WHAT THE EXERCISE ASKS:
"value" is the word to look for; say how many lines of the listing below contain it, and nothing else.
** Opening DATASET EXCERPTS block **
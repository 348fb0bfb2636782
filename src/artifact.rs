//! Artifact identity and metadata.
//!
//! An artifact is addressed as `name:version_or_alias`. Published versions are
//! numbered `v0, v1, ...` per name and never change once written; aliases such
//! as `latest` are resolved by the store at fetch time.

use chrono::{DateTime, Utc};
use once_cell::sync::Lazy;
use regex::Regex;
use serde::{Deserialize, Serialize};
use std::fmt;
use std::str::FromStr;
use uuid::Uuid;

use crate::constants::{LATEST_ALIAS, REFERENCE_SEPARATOR};
use crate::error::{Result, StepError};

static EXACT_VERSION: Lazy<Regex> = Lazy::new(|| Regex::new(r"^v(\d+)$").expect("valid regex"));

/// Which version of a named artifact a reference points at.
#[derive(Debug, Clone, PartialEq, Eq, Hash, Serialize, Deserialize)]
#[serde(rename_all = "snake_case")]
pub enum VersionSpec {
    Exact(u64),
    Alias(String),
}

impl VersionSpec {
    pub fn latest() -> Self {
        VersionSpec::Alias(LATEST_ALIAS.to_string())
    }

    fn parse(raw: &str) -> Result<Self> {
        if raw.is_empty() {
            return Err(StepError::Configuration(
                "artifact version or alias must not be empty".to_string(),
            ));
        }
        if let Some(caps) = EXACT_VERSION.captures(raw) {
            let n = caps[1].parse::<u64>().map_err(|e| {
                StepError::Configuration(format!("artifact version '{}' out of range: {}", raw, e))
            })?;
            return Ok(VersionSpec::Exact(n));
        }
        Ok(VersionSpec::Alias(raw.to_string()))
    }
}

impl fmt::Display for VersionSpec {
    fn fmt(&self, f: &mut fmt::Formatter<'_>) -> fmt::Result {
        match self {
            VersionSpec::Exact(n) => write!(f, "v{}", n),
            VersionSpec::Alias(a) => f.write_str(a),
        }
    }
}

/// Immutable `(name, version_or_alias)` identifier of a dataset version.
#[derive(Debug, Clone, PartialEq, Eq, Hash, Serialize, Deserialize)]
#[serde(try_from = "String", into = "String")]
pub struct ArtifactReference {
    name: String,
    version: VersionSpec,
}

impl ArtifactReference {
    pub fn new(name: impl Into<String>, version: VersionSpec) -> Result<Self> {
        let name = name.into();
        validate_name(&name)?;
        Ok(Self { name, version })
    }

    pub fn exact(name: impl Into<String>, version: u64) -> Result<Self> {
        Self::new(name, VersionSpec::Exact(version))
    }

    pub fn name(&self) -> &str {
        &self.name
    }

    pub fn version(&self) -> &VersionSpec {
        &self.version
    }

    /// The numeric version if this reference is pinned rather than an alias.
    pub fn exact_version(&self) -> Option<u64> {
        match self.version {
            VersionSpec::Exact(n) => Some(n),
            VersionSpec::Alias(_) => None,
        }
    }
}

/// Artifact names become directory names in the file store.
pub fn validate_name(name: &str) -> Result<()> {
    if name.trim().is_empty() {
        return Err(StepError::Configuration("artifact name must not be empty".to_string()));
    }
    if name.contains(['/', '\\', REFERENCE_SEPARATOR]) || name == "." || name == ".." {
        return Err(StepError::Configuration(format!(
            "artifact name '{}' must not contain '/', '\\' or ':'",
            name
        )));
    }
    Ok(())
}

impl FromStr for ArtifactReference {
    type Err = StepError;

    fn from_str(s: &str) -> Result<Self> {
        let s = s.trim();
        match s.rsplit_once(REFERENCE_SEPARATOR) {
            Some((name, version)) => Self::new(name, VersionSpec::parse(version)?),
            None => Self::new(s, VersionSpec::latest()),
        }
    }
}

impl TryFrom<String> for ArtifactReference {
    type Error = StepError;

    fn try_from(value: String) -> Result<Self> {
        value.parse()
    }
}

impl From<ArtifactReference> for String {
    fn from(value: ArtifactReference) -> Self {
        value.to_string()
    }
}

impl fmt::Display for ArtifactReference {
    fn fmt(&self, f: &mut fmt::Formatter<'_>) -> fmt::Result {
        write!(f, "{}{}{}", self.name, REFERENCE_SEPARATOR, self.version)
    }
}

/// Metadata the store keeps for each published version.
#[derive(Debug, Clone, PartialEq, Serialize, Deserialize)]
pub struct ArtifactManifest {
    pub reference: ArtifactReference,
    pub type_tag: String,
    pub description: String,
    pub payload_ref: String,
    pub sha256: String,
    pub size_bytes: u64,
    pub row_count: usize,
    pub columns: Vec<String>,
    pub created_at: DateTime<Utc>,
    pub run_id: Option<Uuid>,
}

/// What a publish hands to the store before a version number exists.
#[derive(Debug, Clone)]
pub struct PublishRequest {
    pub name: String,
    pub type_tag: String,
    pub description: String,
    pub payload: Vec<u8>,
    pub row_count: usize,
    pub columns: Vec<String>,
    pub run_id: Option<Uuid>,
}

/// A resolved, immutable artifact version with its payload bytes.
#[derive(Debug, Clone)]
pub struct Artifact {
    pub manifest: ArtifactManifest,
    pub payload: Vec<u8>,
}

impl Artifact {
    pub fn reference(&self) -> &ArtifactReference {
        &self.manifest.reference
    }
}

#[cfg(test)]
mod tests {
    use super::*;

    #[test]
    fn parses_exact_versions_and_aliases() {
        let r: ArtifactReference = "sample.csv:v3".parse().unwrap();
        assert_eq!(r.name(), "sample.csv");
        assert_eq!(r.exact_version(), Some(3));

        let r: ArtifactReference = "sample.csv:prod".parse().unwrap();
        assert_eq!(r.version(), &VersionSpec::Alias("prod".to_string()));
        assert_eq!(r.exact_version(), None);
    }

    #[test]
    fn bare_name_means_latest() {
        let r: ArtifactReference = "sample.csv".parse().unwrap();
        assert_eq!(r.to_string(), "sample.csv:latest");
    }

    #[test]
    fn rejects_empty_names_and_versions() {
        assert!("".parse::<ArtifactReference>().is_err());
        assert!(":v1".parse::<ArtifactReference>().is_err());
        assert!("sample.csv:".parse::<ArtifactReference>().is_err());
        assert!("../x:v1".parse::<ArtifactReference>().is_err());
    }

    #[test]
    fn serializes_as_plain_string() {
        let r = ArtifactReference::exact("clean_sample.csv", 0).unwrap();
        let json = serde_json::to_string(&r).unwrap();
        assert_eq!(json, "\"clean_sample.csv:v0\"");
        let back: ArtifactReference = serde_json::from_str(&json).unwrap();
        assert_eq!(back, r);
    }
}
** Closing DATASET EXCERPTS block **
YOUR RESPONSE:
4